When the U.S. Saw Italian-Americans as a Threat to Homeland Security

When America officially entered World War II on December 8, 1941, Japan, Germany, and Italy suddenly became our enemies. That posed a problem, both cognitively and legally, for the thousands of American immigrants from those countries, and even descendants of immigrants. Franklin Roosevelt signed Executive Order 9066 in February of 1942, which most famously led to the relocation of 120,000 Japanese-Americans from the West Coast to internment camps. But it also affected Italian-Americans. More than 50,000 were forcibly relocated, and 600,000 were registered and forbidden to travel outside their cities. And many had their homes and businesses seized.  

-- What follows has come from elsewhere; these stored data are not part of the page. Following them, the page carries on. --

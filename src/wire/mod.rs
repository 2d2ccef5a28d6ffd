//! Tagged binary encoding.
//!
//! Every value starts with a one-byte tag followed by a tag-specific body.
//! Numbers are little endian. Strings, integer arrays and containers carry a
//! 4-byte count in front of their contents. Exchange headers are written with
//! the primitive writers directly; [`Value`] covers self-describing payloads.
//!
//! | tag | body |
//! |-----|------|
//! | `b` | u8 |
//! | `B` | u8, 0 or 1 |
//! | `t` | i16 |
//! | `i` | i32 |
//! | `l` | i64 |
//! | `s` | i32 byte count, UTF-8 bytes |
//! | `f` | f32 |
//! | `I` | i32 count, i32 elements |
//! | `A` | i32 count, tagged values |
//! | `M` | i32 count, (string, tagged value) pairs |
//! | `H` | i32 count, (tagged value, tagged value) pairs |
//! | `N` | a single zero byte |
//!
//! Tags outside this table belong to [`Extensions`].

mod custom;
mod decoder;
mod encoder;

use std::{
    any::{Any, TypeId},
    collections::BTreeMap,
    fmt,
    sync::Arc,
};

use thiserror::Error;

pub use custom::Extensions;
pub use decoder::{Decoder, DEFAULT_STRING_CEILING, MAX_DEPTH};
pub use encoder::Encoder;

pub mod tag {
    pub const BYTE: u8 = b'b';
    pub const BOOL: u8 = b'B';
    pub const SHORT: u8 = b't';
    pub const INT: u8 = b'i';
    pub const LONG: u8 = b'l';
    pub const STRING: u8 = b's';
    pub const FLOAT: u8 = b'f';
    pub const INTS: u8 = b'I';
    pub const ARRAY: u8 = b'A';
    pub const MAP: u8 = b'M';
    pub const HASH: u8 = b'H';
    pub const NULL: u8 = b'N';

    pub const CORE: [u8; 12] = [
        BYTE, BOOL, SHORT, INT, LONG, STRING, FLOAT, INTS, ARRAY, MAP, HASH,
        NULL,
    ];

    pub fn is_core(tag: u8) -> bool {
        CORE.contains(&tag)
    }
}

#[derive(Debug, Clone, PartialEq, Eq, Error)]
pub enum Error {
    #[error("input ended while reading {0}")]
    Truncated(&'static str),
    #[error("invalid length {len} for {what}")]
    InvalidLength { what: &'static str, len: i64 },
    #[error("unknown type tag {0:#04x}")]
    UnknownTag(u8),
    #[error("no encoding registered for {0}")]
    UnsupportedValue(String),
    #[error("tag {0:#04x} is reserved")]
    ReservedTag(u8),
    #[error("string is not valid UTF-8")]
    InvalidUtf8,
    #[error("values nested deeper than {0} levels")]
    TooDeep(usize),
}

/// A value of a registered custom type.
#[derive(Clone)]
pub struct ExtValue(Arc<dyn Any + Send + Sync>);

impl ExtValue {
    pub fn new<T: Any + Send + Sync>(value: T) -> Self {
        Self(Arc::new(value))
    }

    pub fn downcast_ref<T: Any>(&self) -> Option<&T> {
        (*self.0).downcast_ref::<T>()
    }

    pub(crate) fn value_type_id(&self) -> TypeId {
        Any::type_id(&*self.0)
    }
}

impl PartialEq for ExtValue {
    fn eq(&self, other: &Self) -> bool {
        Arc::ptr_eq(&self.0, &other.0)
    }
}

impl fmt::Debug for ExtValue {
    fn fmt(&self, f: &mut fmt::Formatter<'_>) -> fmt::Result {
        f.write_str("ExtValue(..)")
    }
}

/// A self-describing value.
#[derive(Debug, Clone, PartialEq)]
pub enum Value {
    Null,
    Byte(u8),
    Bool(bool),
    Short(i16),
    Int(i32),
    Long(i64),
    Str(String),
    Float(f32),
    Ints(Vec<i32>),
    Array(Vec<Value>),
    Map(BTreeMap<String, Value>),
    Hash(Vec<(Value, Value)>),
    Ext(ExtValue),
}

impl Value {
    pub fn tag(&self) -> Option<u8> {
        Some(match self {
            Value::Null => tag::NULL,
            Value::Byte(_) => tag::BYTE,
            Value::Bool(_) => tag::BOOL,
            Value::Short(_) => tag::SHORT,
            Value::Int(_) => tag::INT,
            Value::Long(_) => tag::LONG,
            Value::Str(_) => tag::STRING,
            Value::Float(_) => tag::FLOAT,
            Value::Ints(_) => tag::INTS,
            Value::Array(_) => tag::ARRAY,
            Value::Map(_) => tag::MAP,
            Value::Hash(_) => tag::HASH,
            Value::Ext(_) => return None,
        })
    }

    pub fn as_str(&self) -> Option<&str> {
        match self {
            Value::Str(s) => Some(s),
            _ => None,
        }
    }
}

macro_rules! value_from {
    ($($t:ty => $variant:ident),* $(,)?) => {
        $(impl From<$t> for Value {
            fn from(v: $t) -> Self {
                Value::$variant(v.into())
            }
        })*
    };
}

value_from! {
    u8 => Byte,
    bool => Bool,
    i16 => Short,
    i32 => Int,
    i64 => Long,
    f32 => Float,
    String => Str,
    &str => Str,
    Vec<i32> => Ints,
    Vec<Value> => Array,
    BTreeMap<String, Value> => Map,
}

/// Encodes one value with no custom types registered.
pub fn to_bytes(value: &Value) -> Result<Vec<u8>, Error> {
    let mut enc = Encoder::new();
    enc.value(value);
    enc.finish()
}

/// Decodes one value with no custom types registered.
pub fn from_bytes(buf: &[u8]) -> Result<Value, Error> {
    let mut dec = Decoder::new(buf);
    let value = dec.value();
    dec.finish().map(|_| value)
}
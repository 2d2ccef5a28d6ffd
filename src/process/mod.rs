//! Scheduling units.
//!
//! Every long-lived task in a node runs inside one of the units owned by a
//! [`ProcessTable`]: a [`Service`] is a single loop, a [`Processor`] is a pool
//! of workers fed through bounded queues, a [`Scheduler`] is a delayed or
//! repeating timer and a [`Coroutine`] is a one-shot task with a result. Task
//! bodies never take their unit down; a panic is caught at the unit boundary
//! and handed to the table's [`ErrorSink`].

mod channel;
mod coroutine;
mod processor;
mod scheduler;
mod service;

use std::{
    future::Future,
    sync::{
        atomic::{AtomicU64, Ordering},
        Arc, Weak,
    },
};

use hashbrown::HashMap;
use parking_lot::RwLock;
use tracing::trace;

use crate::error::ErrorSink;

pub use channel::Channel;
pub use coroutine::Coroutine;
pub use processor::Processor;
pub use scheduler::{Plan, Scheduler};
pub use service::Service;

pub(crate) use scheduler::Stop;

/// A callback run once when a unit or plan finishes.
pub type Hook = Box<dyn FnOnce() + Send>;

/// A registered scheduling unit.
#[derive(Clone)]
enum Unit {
    Processor(Processor),
    Service(Service),
}

impl Unit {
    fn terminate(&self) {
        match self {
            Unit::Processor(p) => p.terminate(),
            Unit::Service(s) => s.terminate(),
        }
    }

    fn coroutine_num(&self) -> usize {
        match self {
            Unit::Processor(p) => p.coroutine_num(),
            Unit::Service(_) => 1,
        }
    }
}

pub(crate) struct TableInner {
    units: RwLock<HashMap<u64, Unit>>,
    channels: RwLock<HashMap<String, Channel>>,
    next_pid: AtomicU64,
    sink: ErrorSink,
}

impl TableInner {
    pub(crate) fn remove(&self, pid: u64) {
        if self.units.write().remove(&pid).is_some() {
            trace!(pid, "process removed");
        }
    }
}

/// Owns every scheduling unit of a node and the error sink their panics go
/// to. Cloning yields another handle to the same table.
#[derive(Clone)]
pub struct ProcessTable {
    inner: Arc<TableInner>,
}

impl ProcessTable {
    pub fn new(sink: ErrorSink) -> Self {
        Self {
            inner: Arc::new(TableInner {
                units: RwLock::new(HashMap::new()),
                channels: RwLock::new(HashMap::new()),
                next_pid: AtomicU64::new(1),
                sink,
            }),
        }
    }

    pub fn sink(&self) -> &ErrorSink {
        &self.inner.sink
    }

    fn next_pid(&self) -> u64 {
        self.inner.next_pid.fetch_add(1, Ordering::Relaxed)
    }

    fn handle(&self) -> Weak<TableInner> {
        Arc::downgrade(&self.inner)
    }

    /// Spawns a processor with a single worker whose queue holds `capacity`
    /// tasks.
    pub fn spawn(&self, capacity: usize) -> Processor {
        self.spawn_multi(1, capacity)
    }

    /// Spawns a processor with `workers` workers. With zero workers every
    /// task runs inline on the caller.
    pub fn spawn_multi(&self, workers: usize, capacity: usize) -> Processor {
        let pid = self.next_pid();
        let processor = Processor::new(
            pid,
            workers,
            capacity,
            self.inner.sink.clone(),
            self.handle(),
        );
        self.inner
            .units
            .write()
            .insert(pid, Unit::Processor(processor.clone()));
        trace!(pid, workers, capacity, "processor spawned");
        processor
    }

    pub fn spawn_service(&self) -> Service {
        let pid = self.next_pid();
        let service =
            Service::new(pid, self.inner.sink.clone(), self.handle());
        self.inner
            .units
            .write()
            .insert(pid, Unit::Service(service.clone()));
        trace!(pid, "service spawned");
        service
    }

    /// Runs `task` according to `plan`. `on_done` fires after the final
    /// repetition of a plan with a repeat count.
    pub fn schedule<F, Fut>(
        &self,
        task: F,
        plan: Plan,
        on_done: Option<Hook>,
    ) -> Scheduler
    where
        F: FnMut() -> Fut + Send + 'static,
        Fut: Future<Output = ()> + Send + 'static,
    {
        Scheduler::start(task, plan, on_done, self.inner.sink.clone())
    }

    /// Runs a one-shot task whose result can be awaited later.
    pub fn go<Fut>(&self, task: Fut) -> Coroutine<Fut::Output>
    where
        Fut: Future + Send + 'static,
        Fut::Output: Send + 'static,
    {
        Coroutine::spawn(task, self.inner.sink.clone())
    }

    pub fn processor(&self, pid: u64) -> Option<Processor> {
        match self.inner.units.read().get(&pid) {
            Some(Unit::Processor(p)) => Some(p.clone()),
            _ => None,
        }
    }

    pub fn service(&self, pid: u64) -> Option<Service> {
        match self.inner.units.read().get(&pid) {
            Some(Unit::Service(s)) => Some(s.clone()),
            _ => None,
        }
    }

    /// Terminates the unit registered under `pid`, if any.
    pub fn kill(&self, pid: u64) {
        let unit = self.inner.units.read().get(&pid).cloned();
        if let Some(unit) = unit {
            unit.terminate();
        }
    }

    /// Number of live scheduling units.
    pub fn process_num(&self) -> usize {
        self.inner.units.read().len()
    }

    /// Number of worker loops across all live units. A service counts as one.
    pub fn coroutine_num(&self) -> usize {
        self.inner
            .units
            .read()
            .values()
            .map(Unit::coroutine_num)
            .sum()
    }

    /// Returns the named local channel, creating it on first use.
    pub fn channel(&self, name: &str) -> Channel {
        if let Some(ch) = self.inner.channels.read().get(name) {
            return ch.clone();
        }
        self.inner
            .channels
            .write()
            .entry(name.to_string())
            .or_insert_with(|| Channel::new(name, self.inner.sink.clone()))
            .clone()
    }

    /// Drops every subscriber of the named channel and forgets it.
    pub fn close_channel(&self, name: &str) {
        if let Some(ch) = self.inner.channels.write().remove(name) {
            ch.unsubscribe_all();
        }
    }

    /// Terminates every live unit.
    pub fn shutdown(&self) {
        let units: Vec<Unit> =
            self.inner.units.read().values().cloned().collect();
        for unit in units {
            unit.terminate();
        }
    }
}

impl Default for ProcessTable {
    fn default() -> Self {
        Self::new(ErrorSink::default())
    }
}
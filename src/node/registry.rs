use hashbrown::HashMap;
use parking_lot::RwLock;

use super::NodeInfo;
use crate::{error::Error, ident};

/// The cluster directory a node registers with and looks other nodes up in.
pub trait Registry: Send + Sync + 'static {
    fn register(&self, info: &NodeInfo) -> Result<(), Error>;

    fn deregister(&self, node_id: &str) -> Result<(), Error>;

    fn node(&self, node_id: &str) -> Result<Option<NodeInfo>, Error>;

    /// Every registered node of the service `name`.
    fn select(&self, name: &str) -> Result<Vec<NodeInfo>, Error>;

    /// Whether `sig` is the signature `node_id` registered with.
    fn check_signature(&self, node_id: &str, sig: &str) -> Result<bool, Error>;
}

/// A registry that lives in this process. Nodes sharing one can find and
/// verify each other.
#[derive(Default)]
pub struct MemoryRegistry {
    nodes: RwLock<HashMap<String, NodeInfo>>,
}

impl MemoryRegistry {
    pub fn new() -> Self {
        Self::default()
    }

    pub fn len(&self) -> usize {
        self.nodes.read().len()
    }

    pub fn is_empty(&self) -> bool {
        self.nodes.read().is_empty()
    }
}

impl Registry for MemoryRegistry {
    fn register(&self, info: &NodeInfo) -> Result<(), Error> {
        if info.node_id.is_empty() {
            Err(Error::Registry("node id is empty".into()))?
        }
        self.nodes.write().insert(info.node_id.clone(), info.clone());
        Ok(())
    }

    fn deregister(&self, node_id: &str) -> Result<(), Error> {
        self.nodes.write().remove(node_id);
        Ok(())
    }

    fn node(&self, node_id: &str) -> Result<Option<NodeInfo>, Error> {
        Ok(self.nodes.read().get(node_id).cloned())
    }

    fn select(&self, name: &str) -> Result<Vec<NodeInfo>, Error> {
        let mut infos: Vec<NodeInfo> = self
            .nodes
            .read()
            .values()
            .filter(|info| ident::node_name(&info.node_id) == name)
            .cloned()
            .collect();
        infos.sort_by(|a, b| a.node_id.cmp(&b.node_id));
        Ok(infos)
    }

    fn check_signature(&self, node_id: &str, sig: &str) -> Result<bool, Error> {
        Ok(!sig.is_empty()
            && self
                .nodes
                .read()
                .get(node_id)
                .map_or(false, |info| info.sig == sig))
    }
}
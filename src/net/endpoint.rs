use std::{
    net::SocketAddr,
    sync::{
        atomic::{AtomicU64, Ordering},
        Arc, Weak,
    },
    time::Duration,
};

use parking_lot::Mutex;
use tokio::{select, sync::Mutex as AsyncMutex, time};
use tracing::{debug, debug_span, trace, warn, Instrument, Span};

use super::{
    axon::Axon,
    frame::Control,
    handshake,
    link::{Incoming, LinkReader, LinkWriter, Listener},
    netwatch, quic, tcp, ws, AxonRegistry, Error, NetConfig, NetHandler,
    Protocol, Target,
};
use crate::process::{Hook, ProcessTable, Scheduler, Service};

/// Pause after a failed accept so a persistent error does not spin.
const ACCEPT_BACKOFF: Duration = Duration::from_millis(50);

pub(super) struct EndpointInner {
    pub(super) config: NetConfig,
    pub(super) handler: Arc<dyn NetHandler>,
    pub(super) registry: Arc<AxonRegistry>,
    pub(super) processes: ProcessTable,
    next_key: AtomicU64,
    listeners: Mutex<Vec<Service>>,
    quic_client: Mutex<Option<quinn::Endpoint>>,
    heartbeat: Mutex<Option<Scheduler>>,
}

/// Listens, dials and keeps track of every axon of a node.
///
/// Can be cloned to obtain another handle to the same endpoint.
#[derive(Clone)]
pub struct Endpoint {
    pub(super) inner: Arc<EndpointInner>,
}

impl Endpoint {
    pub fn new(
        config: NetConfig,
        handler: Arc<dyn NetHandler>,
        registry: Arc<AxonRegistry>,
        processes: ProcessTable,
    ) -> Self {
        Self {
            inner: Arc::new(EndpointInner {
                config,
                handler,
                registry,
                processes,
                next_key: AtomicU64::new(1),
                listeners: Mutex::new(Vec::new()),
                quic_client: Mutex::new(None),
                heartbeat: Mutex::new(None),
            }),
        }
    }

    pub(super) fn from_weak(weak: &Weak<EndpointInner>) -> Option<Self> {
        weak.upgrade().map(|inner| Self { inner })
    }

    pub fn config(&self) -> &NetConfig {
        &self.inner.config
    }

    pub fn registry(&self) -> &Arc<AxonRegistry> {
        &self.inner.registry
    }

    /// Binds `url` and accepts connections on it until the endpoint shuts
    /// down. Returns the url actually bound, which differs from `url` when
    /// it asked for port 0.
    pub async fn listen(&self, url: &str) -> Result<String, Error> {
        let target: Target = url.parse()?;
        let (listener, port) = Listener::bind(&target, &self.inner.config).await?;
        let bound = target.with_port(port);
        debug!(url = %bound, "listening");

        let listener = Arc::new(listener);
        let boss = self.inner.processes.spawn_service();
        let recycle: Hook = {
            let listener = listener.clone();
            Box::new(move || listener.close())
        };
        let weak = Arc::downgrade(&self.inner);
        let this = boss.clone();
        boss.start(
            move || {
                let listener = listener.clone();
                let weak = weak.clone();
                let boss = this.clone();
                async move {
                    let accepted = select! {
                        accepted = listener.accept() => accepted,
                        _ = boss.terminated() => return,
                    };
                    let Some(endpoint) = Endpoint::from_weak(&weak) else {
                        boss.terminate();
                        return;
                    };
                    match accepted {
                        Ok(Some((incoming, remote))) => {
                            tokio::spawn(async move {
                                endpoint.accept(incoming, remote).await
                            });
                        }
                        Ok(None) => boss.terminate(),
                        Err(err) => {
                            endpoint.inner.handler.on_error(err);
                            time::sleep(ACCEPT_BACKOFF).await;
                        }
                    }
                }
            },
            Some(recycle),
        );
        self.inner.listeners.lock().push(boss);
        Ok(bound)
    }

    async fn accept(&self, incoming: Incoming, remote: SocketAddr) {
        let proto = incoming.proto();
        let span = debug_span!("axon", %remote, %proto);
        async move {
            debug!("accepted connection");
            if let Err(err) = self.admit_incoming(incoming, remote).await {
                debug!(%err, "incoming handshake failed");
                if !err.is_eof() {
                    self.inner.handler.on_error(err);
                }
            }
        }
        .instrument(span)
        .await
    }

    async fn admit_incoming(
        &self,
        incoming: Incoming,
        remote: SocketAddr,
    ) -> Result<(), Error> {
        let proto = incoming.proto();
        let timeout = self.inner.config.handshake_timeout;
        let (mut writer, mut reader) =
            time::timeout(timeout, incoming.open(&self.inner.config))
                .await
                .map_err(|_| Error::HandshakeTimeout)??;

        let verified = match handshake::receive(&mut reader, proto, timeout).await
        {
            Ok(hello) => self.inner.handler.check_node(&hello.origin),
            Err(err) => Err(err),
        };
        let node_id = match verified {
            Ok(node_id) => node_id,
            Err(err) => {
                writer.close().await;
                Err(err)?
            }
        };
        debug!(node_id, "origin verified");
        let url = format!("{}://{}", proto.scheme(), remote);
        self.establish(node_id, url, proto, writer, reader, true)
            .await?;
        Ok(())
    }

    /// Dials `url` and hands `origin` to the remote for verification. The
    /// axon is registered under `node_id`.
    ///
    /// Connecting to a node that is already connected through the same url
    /// succeeds without dialing; through another url it is refused.
    pub async fn connect(
        &self,
        node_id: &str,
        url: &str,
        origin: &str,
    ) -> Result<(), Error> {
        if let Some(existing) = self.inner.registry.get(node_id) {
            if existing.url() == url {
                return Ok(());
            }
            Err(Error::Duplicate(node_id.to_string()))?
        }
        let target: Target = url.parse()?;
        let span = debug_span!("axon", remote = %target.addr, proto = %target.proto);
        async move {
            debug!("dialing");
            let timeout = self.inner.config.handshake_timeout;
            let (mut writer, mut reader) = time::timeout(timeout, self.dial(&target))
                .await
                .map_err(|_| Error::HandshakeTimeout)??;
            if let Err(err) = handshake::offer(
                &mut writer,
                &mut reader,
                target.proto,
                origin,
                timeout,
            )
            .await
            {
                writer.close().await;
                Err(err)?
            }
            self.establish(
                node_id.to_string(),
                url.to_string(),
                target.proto,
                writer,
                reader,
                false,
            )
            .await?;
            Ok(())
        }
        .instrument(span)
        .await
    }

    async fn dial(
        &self,
        target: &Target,
    ) -> Result<(LinkWriter, LinkReader), Error> {
        let read_buffer = self.inner.config.read_buffer;
        match target.proto {
            Protocol::Tcp => tcp::dial(target, read_buffer).await,
            Protocol::Quic => {
                let ep = self.quic_client()?;
                quic::dial(&ep, target, read_buffer).await
            }
            Protocol::Ws => ws::dial(target).await,
        }
    }

    fn quic_client(&self) -> Result<quinn::Endpoint, Error> {
        let mut client = self.inner.quic_client.lock();
        if let Some(ep) = client.as_ref() {
            return Ok(ep.clone());
        }
        let ep = quic::client(&self.inner.config)?;
        *client = Some(ep.clone());
        Ok(ep)
    }

    /// Registers a handshaken link and starts reading from it. The acceptor
    /// registers before acknowledging so a dialer never sees `#hsuc` for a
    /// link that was refused as a duplicate.
    async fn establish(
        &self,
        node_id: String,
        url: String,
        proto: Protocol,
        writer: LinkWriter,
        reader: LinkReader,
        acknowledge: bool,
    ) -> Result<Arc<Axon>, Error> {
        let key = self.inner.next_key.fetch_add(1, Ordering::Relaxed);
        let worker = self.inner.processes.spawn_service();
        let axon = Arc::new(Axon::new(node_id, url, proto, key, worker, writer));
        if let Err(err) = self.inner.registry.admit(axon.clone()) {
            axon.shutdown().await;
            Err(err)?
        }
        if acknowledge {
            if let Err(err) = axon.acknowledge().await {
                self.inner.registry.remove(axon.node_id(), key);
                axon.shutdown().await;
                Err(err)?
            }
        }
        debug!(node_id = axon.node_id(), key, "axon established");
        self.inner.handler.on_connect(axon.node_id());
        self.spawn_reader(&axon, reader);
        Ok(axon)
    }

    fn spawn_reader(&self, axon: &Arc<Axon>, reader: LinkReader) {
        let reader = Arc::new(AsyncMutex::new(reader));
        let weak = Arc::downgrade(&self.inner);
        let span = Span::current();
        let worker = axon.worker().clone();
        let axon = axon.clone();
        let this = worker.clone();
        worker.start(
            move || {
                let reader = reader.clone();
                let weak = weak.clone();
                let axon = axon.clone();
                let worker = this.clone();
                async move {
                    let mut reader = reader.lock().await;
                    let next = select! {
                        next = reader.next() => next,
                        _ = worker.terminated() => return,
                    };
                    drop(reader);
                    let Some(endpoint) = Endpoint::from_weak(&weak) else {
                        worker.terminate();
                        return;
                    };
                    match next {
                        Ok(Some(msg)) => endpoint.deliver(&axon, msg).await,
                        Ok(None) => endpoint.close_axon(&axon, Error::Eof).await,
                        Err(err) => endpoint.close_axon(&axon, err).await,
                    }
                }
                .instrument(span.clone())
            },
            None,
        );
    }

    async fn deliver(&self, axon: &Axon, msg: Vec<u8>) {
        match axon.intercept(&msg) {
            Some(Control::Ping) => {
                trace!("ping");
                if let Err(err) = axon.pong().await {
                    self.close_axon(axon, err).await;
                }
            }
            Some(Control::Pong) => trace!("pong"),
            Some(Control::HandshakeAck) => {
                warn!("stray handshake acknowledgement")
            }
            None => self.inner.handler.on_message(axon.node_id(), msg).await,
        }
    }

    /// Removes `axon` and tells the handler why. Whoever removes it from the
    /// registry does the rest; later callers do nothing.
    pub(super) async fn close_axon(&self, axon: &Axon, reason: Error) {
        let Some(axon) = self.inner.registry.remove(axon.node_id(), axon.key())
        else {
            return;
        };
        debug!(node_id = axon.node_id(), %reason, "axon closed");
        axon.shutdown().await;
        self.inner.handler.on_close(axon.node_id(), &reason);
    }

    pub async fn send(&self, node_id: &str, payload: &[u8]) -> Result<(), Error> {
        self.inner.registry.send(node_id, payload).await
    }

    /// Closes the axon of `node_id`. The handler sees [`Error::Closed`].
    pub async fn close(&self, node_id: &str) -> Result<(), Error> {
        let axon = self
            .inner
            .registry
            .get(node_id)
            .ok_or_else(|| Error::NotConnected(node_id.to_string()))?;
        self.close_axon(&axon, Error::Closed).await;
        Ok(())
    }

    pub fn node_ids(&self, name: &str) -> Vec<String> {
        self.inner.registry.node_ids(name)
    }

    pub fn axon(&self, node_id: &str) -> Option<Arc<Axon>> {
        self.inner.registry.get(node_id)
    }

    /// Starts pinging idle stream axons and closing the ones that stay
    /// silent. Calling it again has no effect.
    pub fn start_heartbeat(&self) {
        let mut heartbeat = self.inner.heartbeat.lock();
        if heartbeat.is_none() {
            *heartbeat = Some(netwatch::start(self));
        }
    }

    /// Stops listening and the heartbeat, and closes every axon.
    pub async fn shutdown(&self) {
        if let Some(heartbeat) = self.inner.heartbeat.lock().take() {
            heartbeat.cancel();
        }
        let listeners: Vec<Service> =
            self.inner.listeners.lock().drain(..).collect();
        for listener in listeners {
            listener.terminate();
        }
        for axon in self.inner.registry.axons() {
            self.close_axon(&axon, Error::Closed).await;
        }
        if let Some(ep) = self.inner.quic_client.lock().take() {
            ep.close(quinn::VarInt::from_u32(0), b"shutdown");
        }
        debug!("endpoint shut down");
    }
}
//! Length-prefixed framing for stream transports.
//!
//! A frame is `[magic: u32 LE][len: u16 LE][payload]`. Message transports
//! carry payloads as-is since they already keep message boundaries.

use arrayref::array_ref;
use byteorder::{ByteOrder, LittleEndian};
use tracing::warn;

use super::Error;

pub const MAGIC: u32 = 0x2123_676f;
pub const HEADER_LEN: usize = 6;
pub const MAX_PAYLOAD: usize = u16::MAX as usize;

pub const PING: &[u8; 5] = b"#ping";
pub const PONG: &[u8; 5] = b"#pong";
pub const HANDSHAKE_ACK: &[u8; 5] = b"#hsuc";

/// Reserved 5-byte control messages.
#[derive(Debug, Clone, Copy, PartialEq, Eq)]
pub enum Control {
    Ping,
    Pong,
    HandshakeAck,
}

impl Control {
    pub fn parse(msg: &[u8]) -> Option<Self> {
        if msg.len() != 5 || msg[0] != b'#' {
            return None;
        }
        match array_ref![msg, 0, 5] {
            PING => Some(Control::Ping),
            PONG => Some(Control::Pong),
            HANDSHAKE_ACK => Some(Control::HandshakeAck),
            _ => None,
        }
    }

    pub fn bytes(self) -> &'static [u8; 5] {
        match self {
            Control::Ping => PING,
            Control::Pong => PONG,
            Control::HandshakeAck => HANDSHAKE_ACK,
        }
    }
}

pub fn encode(payload: &[u8]) -> Result<Vec<u8>, Error> {
    if payload.len() > MAX_PAYLOAD {
        Err(Error::FrameTooLarge(payload.len()))?
    }
    let mut buf = vec![0u8; HEADER_LEN + payload.len()];
    LittleEndian::write_u32(&mut buf[0..4], MAGIC);
    LittleEndian::write_u16(&mut buf[4..6], payload.len() as u16);
    buf[HEADER_LEN..].copy_from_slice(payload);
    Ok(buf)
}

/// Reassembles frames from arbitrarily split reads.
#[derive(Debug, Default)]
pub struct FrameBuffer {
    buf: Vec<u8>,
    dropped: usize,
}

impl FrameBuffer {
    pub fn new() -> Self {
        Self::default()
    }

    pub fn push(&mut self, bytes: &[u8]) {
        self.buf.extend_from_slice(bytes);
    }

    /// Bytes buffered and not yet returned as a frame.
    pub fn len(&self) -> usize {
        self.buf.len()
    }

    pub fn is_empty(&self) -> bool {
        self.buf.is_empty()
    }

    /// Total bytes discarded because of a bad header.
    pub fn dropped(&self) -> usize {
        self.dropped
    }

    /// Pops the next complete frame's payload. On a bad magic everything
    /// buffered is discarded and reading carries on with the next push.
    pub fn next_frame(&mut self) -> Option<Vec<u8>> {
        if self.buf.len() < HEADER_LEN {
            return None;
        }
        let header = array_ref![self.buf, 0, HEADER_LEN];
        let magic = LittleEndian::read_u32(&header[0..4]);
        if magic != MAGIC {
            warn!(
                buffered = self.buf.len(),
                magic,
                "bad frame magic, dropping buffered bytes"
            );
            self.dropped += self.buf.len();
            self.buf.clear();
            return None;
        }
        let len = LittleEndian::read_u16(&header[4..6]) as usize;
        if self.buf.len() < HEADER_LEN + len {
            return None;
        }
        let payload = self.buf[HEADER_LEN..HEADER_LEN + len].to_vec();
        self.buf.drain(..HEADER_LEN + len);
        Some(payload)
    }
}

One morning in spring 1942, federal officers knocked on the door of a New Haven home. The man who opened the door, Pasquale DeCicco, was a pillar of his community and had been a U.S. citizen for more than 30 years. He was taken to a federal detention center in Boston, where he was fingerprinted, photographed and held for three months. Then he was sent to another detention facility on Ellis Island.

Still with no hearing scheduled, he was moved again to an immigration facility at Fort Meade, Maryland. On July 31, he was formally declared an enemy alien of the United States. He remained at Fort Meade until December 1943, months after Italy’s surrender. He was never shown any evidence against him, nor charged with any crime.